* [What the task requires]: Transcribe the records below. Leave nothing out and change nothing.

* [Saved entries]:
┄┄┄┄┄┄

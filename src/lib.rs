pub mod config;
pub mod database;
pub mod entity;
pub mod error;
pub mod extractors;
pub mod handlers;
pub mod models;
pub mod routes;
pub mod seed;
pub mod state;
pub mod storage;
pub mod utils;

use utoipa::OpenApi;
use utoipa_scalar::{Scalar, Servable as ScalarServable};
use utoipa_swagger_ui::SwaggerUi;

use crate::state::AppState;

#[derive(OpenApi)]
#[openapi(
    info(
        title = "Classdesk API",
        version = "1.0.0",
        description = "Classroom problem-report service: students submit problems with attached \
            files, teachers review them and attach feedback"
    ),
    paths(
        handlers::auth::register,
        handlers::auth::student_login,
        handlers::auth::teacher_login,
        handlers::auth::logout,
        handlers::auth::me,
        handlers::submission::create_submission,
        handlers::submission::list_submissions,
        handlers::submission::apply_feedback,
        handlers::file::download_file,
    ),
    tags(
        (name = "Auth", description = "Registration, login, and sessions"),
        (name = "Submissions", description = "Problem reports and teacher feedback"),
        (name = "Files", description = "Uploaded file retrieval"),
    )
)]
struct ApiDoc;

/// Build the application router.
pub fn build_router(state: AppState) -> axum::Router {
    let api = ApiDoc::openapi();

    routes::api_routes()
        .with_state(state)
        .merge(SwaggerUi::new("/swagger-ui").url("/api-docs/openapi.json", api.clone()))
        .merge(Scalar::with_url("/scalar", api))
}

┄┄┄┄┄┄

* [Exercise result]:
filename src/lib.rs
pub mod config;
pub mod database;
pub mod entity;
pub mod error;
pub mod extractors;
pub mod handlers;
pub mod models;
pub mod routes;
pub mod seed;
pub mod state;
pub mod storage;
pub mod utils;

use utoipa::OpenApi;
use utoipa_scalar::{Scalar, Servable as ScalarServable};
use utoipa_swagger_ui::SwaggerUi;

use crate::state::AppState;

#[derive(OpenApi)]
#[openapi(
    info(
        title = "Classdesk API",
        version = "1.0.0",
        description = "Classroom problem-report service: students submit problems with attached \
            files, teachers review them and attach feedback"
    ),
    paths(
        handlers::auth::register,
        handlers::auth::student_login,
        handlers::auth::teacher_login,
        handlers::auth::logout,
        handlers::auth::me,
        handlers::submission::create_submission,
        handlers::submission::list_submissions,
        handlers::submission::apply_feedback,
        handlers::file::download_file,
    ),
    tags(
        (name = "Auth", description = "Registration, login, and sessions"),
        (name = "Submissions", description = "Problem reports and teacher feedback"),
        (name = "Files", description = "Uploaded file retrieval"),
    )
)]
struct ApiDoc;

/// Build the application router.
pub fn build_router(state: AppState) -> axum::Router {
    let api = ApiDoc::openapi();

    routes::api_routes()
        .with_state(state)
        .merge(SwaggerUi::new("/swagger-ui").url("/api-docs/openapi.json", api.clone()))
        .merge(Scalar::with_url("/scalar", api))
}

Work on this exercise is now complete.